Na metrópole cuja imagem se confunde com a tentativa desastrada de se viver entre grandes obras e o sufoco do trânsito, é estimulante saber que milhares de pessoas anseiam por outras opções de lazer que não fiquem restritas a shoppings, por exemplo.

Recente pesquisa com frequentadores da ciclofaixa de lazer apresentou dados interessantes sobre os hábitos e comportamentos dos paulistanos sobre duas rodas.

A média de frequência é de três domingos por mês, o que mostra que a iniciativa está consolidada. Dos entrevistados, 86% dizem que passaram a respeitar mais os ciclistas. Já 84% afirmam que passaram a pedalar mais após a implantação da ciclofaixa de lazer. Essa informação mostra que esse é um celeiro de novos ciclistas, uma verdadeira incubadora de ciclistas urbanos.

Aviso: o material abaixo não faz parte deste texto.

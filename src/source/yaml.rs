//! YAML decoding for the record store.
//!
//! The store is a mapping from friendly name to an optional mapping of
//! `user`, `address` and `comment`. Scalars of any type are accepted for
//! keys and field values; they are stringified the way they are written.

use super::ConnectionEntry;
use crate::model::error::StoreError;
use serde_yaml::Value;
use std::path::Path;

/// Decode the store text into `(name, entry)` pairs in file order.
///
/// A document with no content decodes to an empty list. Emptiness is a
/// policy decision left to the caller.
///
/// # Errors
///
/// Returns `StoreError::Parse` for invalid YAML, a non-mapping top level or
/// non-scalar keys, and `StoreError::MalformedEntry` for an entry body that
/// is neither a mapping nor empty.
pub fn parse_entries(
    path: &Path,
    contents: &str,
) -> Result<Vec<(String, ConnectionEntry)>, StoreError> {
    if !has_content(contents) {
        return Ok(Vec::new());
    }

    let parse_error = |reason: String| StoreError::Parse {
        path: path.to_path_buf(),
        reason,
    };

    let document: Value = serde_yaml::from_str(contents).map_err(|e| parse_error(e.to_string()))?;

    let mapping = match document {
        Value::Null => return Ok(Vec::new()),
        Value::Mapping(mapping) => mapping,
        other => {
            return Err(parse_error(format!(
                "top level must be a mapping of connections, found {}",
                kind(&other)
            )))
        }
    };

    let mut entries = Vec::with_capacity(mapping.len());
    for (key, body) in mapping {
        let name = scalar_text(&key)
            .ok_or_else(|| parse_error(format!("connection names must be scalars, found {}", kind(&key))))?;

        let entry = match body {
            Value::Null => ConnectionEntry::default(),
            Value::Mapping(fields) => ConnectionEntry {
                user: field(&fields, "user"),
                address: field(&fields, "address"),
                comment: field(&fields, "comment"),
            },
            _ => {
                return Err(StoreError::MalformedEntry {
                    path: path.to_path_buf(),
                    name,
                })
            }
        };
        entries.push((name, entry));
    }

    Ok(entries)
}

/// Whether the text holds anything besides blank lines and comments.
fn has_content(contents: &str) -> bool {
    contents.lines().any(|line| {
        let line = line.trim();
        !line.is_empty() && !line.starts_with('#') && line != "---"
    })
}

fn field(fields: &serde_yaml::Mapping, name: &str) -> Option<String> {
    fields.get(name).and_then(scalar_text)
}

/// Text of a scalar, `None` for null and collections.
fn scalar_text(value: &Value) -> Option<String> {
    match value {
        Value::String(s) => Some(s.clone()),
        Value::Number(n) => Some(n.to_string()),
        Value::Bool(b) => Some(b.to_string()),
        Value::Tagged(tagged) => scalar_text(&tagged.value),
        Value::Null | Value::Sequence(_) | Value::Mapping(_) => None,
    }
}

fn kind(value: &Value) -> &'static str {
    match value {
        Value::Null => "null",
        Value::Bool(_) => "a boolean",
        Value::Number(_) => "a number",
        Value::String(_) => "a string",
        Value::Sequence(_) => "a sequence",
        Value::Mapping(_) => "a mapping",
        Value::Tagged(_) => "a tagged value",
    }
}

Outros aspectos, de caráter de humanização das relações e dos espaços públicos, podem ser destacados a partir da implantação dessas estruturas: é visível a presença de várias gerações da mesma família pedalando juntas –avós, pais, netos.

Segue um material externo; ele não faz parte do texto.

//! Highlighted line within the visible slice (pure).
//!
//! The marker indexes the visible slice, not the full result list, and moves
//! independently of the viewport: scrolling never drags the marker and
//! moving the marker never scrolls.

use crate::model::RecordId;
use crate::state::filter::ResultLine;

/// Marker position and the record it currently resolves to.
#[derive(Debug, Clone, Copy, Default, PartialEq, Eq)]
pub struct Marker {
    line: usize,
    selected: Option<RecordId>,
}

impl Marker {
    /// Index of the marked line within the visible slice.
    pub fn line(&self) -> usize {
        self.line
    }

    /// Record under the marker after the last resolve.
    pub fn selected(&self) -> Option<RecordId> {
        self.selected
    }

    /// Pull the marker back onto the last visible line if it fell past it.
    ///
    /// A position that is still valid is kept as is.
    pub fn clamp(&mut self, visible_count: usize) {
        self.line = self.line.min(visible_count.saturating_sub(1));
    }

    /// Move by `delta` lines within `[0, visible_count - 1]`.
    pub fn move_by(&mut self, delta: isize, visible_count: usize) {
        let moved = if delta < 0 {
            self.line.saturating_sub(delta.unsigned_abs())
        } else {
            self.line.saturating_add(delta.unsigned_abs())
        };
        self.line = moved.min(visible_count.saturating_sub(1));
    }

    /// Jump to the first visible line.
    pub fn jump_to_top(&mut self) {
        self.line = 0;
    }

    /// Jump to the last visible line.
    pub fn jump_to_bottom(&mut self, visible_count: usize) {
        self.line = visible_count.saturating_sub(1);
    }

    /// Resolve the marked line of `visible` to its record.
    ///
    /// An empty slice resolves to no selection.
    pub fn resolve(&mut self, visible: &[ResultLine]) -> Option<RecordId> {
        self.selected = visible.get(self.line).map(|line| line.id);
        self.selected
    }
}
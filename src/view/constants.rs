//! Layout dimension constants for TUI rendering.

/// Narrowest terminal the browser starts in.
pub const MIN_TERMINAL_WIDTH: u16 = 60;

/// Shortest terminal the browser starts in.
pub const MIN_TERMINAL_HEIGHT: u16 = 15;

/// Rows below the connection list: input row, blank row, help bar.
pub const FOOTER_HEIGHT: u16 = 3;

/// Columns between the `Conn #` box and the `Filter:` box.
pub const INPUT_GAP: u16 = 2;

/// Text of the bottom help bar.
pub const HELP_BAR_TEXT: &str = "Arrows-Scroll  Enter-Select  ctrl-h-Help  ctrl-q-Quit";

/// Width percentage for help overlay popup.
pub const HELP_POPUP_WIDTH_PERCENT: u16 = 70;

/// Height percentage for help overlay popup.
pub const HELP_POPUP_HEIGHT_PERCENT: u16 = 80;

Há relatos de parentes que voltaram a conviver a partir de encontros na ciclofaixa. O centro histórico de São Paulo, que sofre um verdadeiro êxodo de vida e de movimentação nos finais de semana, passou a ser redescoberto pelos paulistanos, ávidos por explorar os monumentos históricos e os museus, movimentando cafés, restaurantes e o comércio local.

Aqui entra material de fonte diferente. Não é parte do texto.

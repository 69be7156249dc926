//! Error types for sshpick.
//!
//! This module defines the error taxonomy using `thiserror`. Errors compose via
//! `?` and `From` conversions into [`AppError`] at the binary boundary.
//!
//! # Error Hierarchy
//!
//! - [`AppError`] - Top-level application error wrapping all startup and runtime failures
//!   - [`StoreError`] - Record store location, reading, and YAML decoding failures
//!   - [`ConfigError`] - Configuration file failures
//!   - [`LoggingError`] - Tracing subscriber setup failures
//!   - [`TuiError`] - Terminal and connection launch failures
//!
//! # Recovery Strategy
//!
//! The browsing engine itself never fails: navigation clamps, empty filter
//! results are a valid state, and an invalid direct connection number is
//! rejected silently. Everything here is fatal and surfaces before the
//! browser starts or after it has restored the terminal.

use crate::config::ConfigError;
use crate::logging::LoggingError;
use crate::view::TuiError;
use std::path::PathBuf;
use thiserror::Error;

/// Top-level application error encompassing all failure modes.
#[derive(Debug, Error)]
pub enum AppError {
    /// The record store could not be located or decoded.
    #[error("Failed to load connections: {0}")]
    Store(#[from] StoreError),

    /// The configuration file exists but could not be used.
    #[error("Configuration error: {0}")]
    Config(#[from] ConfigError),

    /// Logging could not be initialized.
    #[error("Logging error: {0}")]
    Logging(#[from] LoggingError),

    /// Terminal or launch failure while the browser was running.
    #[error("{0}")]
    Tui(#[from] TuiError),
}

/// Errors encountered when locating or decoding the record store.
///
/// # Examples
///
/// ```
/// use std::path::PathBuf;
/// use sshpick::model::error::StoreError;
///
/// let err = StoreError::NotFound {
///     searched: vec![PathBuf::from("/etc/sshpick.yml")],
/// };
/// assert!(err.to_string().contains("/etc/sshpick.yml"));
/// ```
#[derive(Debug, Error)]
pub enum StoreError {
    /// None of the candidate paths exist.
    ///
    /// **Recovery**: create a store, for example with `--write-example`.
    #[error("No connections file found, searched: {}", display_paths(.searched))]
    NotFound {
        /// Every path that was tried, in search order.
        searched: Vec<PathBuf>,
    },

    /// The file exists but could not be read.
    #[error("Failed to read {path}: {source}")]
    Read {
        /// Path that failed to read.
        path: PathBuf,
        /// Underlying I/O error.
        #[source]
        source: std::io::Error,
    },

    /// The file is not valid YAML, or its top level is not a mapping.
    #[error("Invalid YAML in {path}: {reason}")]
    Parse {
        /// Path with invalid content.
        path: PathBuf,
        /// Decoder message.
        reason: String,
    },

    /// An entry body is neither a mapping nor empty.
    #[error("Entry {name:?} in {path} must be a mapping of user/address/comment")]
    MalformedEntry {
        /// Path containing the entry.
        path: PathBuf,
        /// Friendly name of the offending entry.
        name: String,
    },

    /// The store decodes but defines no connections.
    #[error("No connections defined in {path}")]
    Empty {
        /// Path of the empty store.
        path: PathBuf,
    },

    /// Refused to overwrite an existing file with the example store.
    #[error("Refusing to overwrite existing file {path}")]
    AlreadyExists {
        /// Path that already exists.
        path: PathBuf,
    },

    /// Writing the example store failed.
    #[error("Failed to write {path}: {source}")]
    Write {
        /// Destination path.
        path: PathBuf,
        /// Underlying I/O error.
        #[source]
        source: std::io::Error,
    },
}

fn display_paths(paths: &[PathBuf]) -> String {
    paths
        .iter()
        .map(|p| p.display().to_string())
        .collect::<Vec<_>>()
        .join(", ")
}

#[cfg(test)]
mod tests {
    use super::*;

    #[test]
    fn not_found_lists_every_searched_path() {
        let err = StoreError::NotFound {
            searched: vec![PathBuf::from("/a/one.yml"), PathBuf::from("/b/two.yml")],
        };
        let message = err.to_string();
        assert!(message.contains("/a/one.yml, /b/two.yml"), "got: {message}");
    }

    #[test]
    fn store_error_converts_into_app_error() {
        fn load() -> Result<(), StoreError> {
            Err(StoreError::Empty {
                path: PathBuf::from("x.yml"),
            })
        }
        fn run() -> Result<(), AppError> {
            load()?;
            Ok(())
        }
        let err = run().unwrap_err();
        assert!(matches!(err, AppError::Store(StoreError::Empty { .. })));
        assert!(err.to_string().contains("x.yml"));
    }

    #[test]
    fn malformed_entry_names_the_entry() {
        let err = StoreError::MalformedEntry {
            path: PathBuf::from("s.yml"),
            name: "router".to_string(),
        };
        assert!(err.to_string().contains("\"router\""));
    }
}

Comerciantes passaram a enxergar o ciclista de outra forma –seja na boa recepção ou na implantação de bicicletários funcionais, onde o ciclista passa a ser mais valorizado. Até para as vendas a bicicleta se apresenta como uma excelente solução. Lojistas do ramo de bicicletas revelaram um aumento de 30%, em média, no movimento e nos lucros. Há que se falar também das novas bicicletarias, iniciativas e empreendimentos ligados à bicicleta que surgiram nestes cinco anos.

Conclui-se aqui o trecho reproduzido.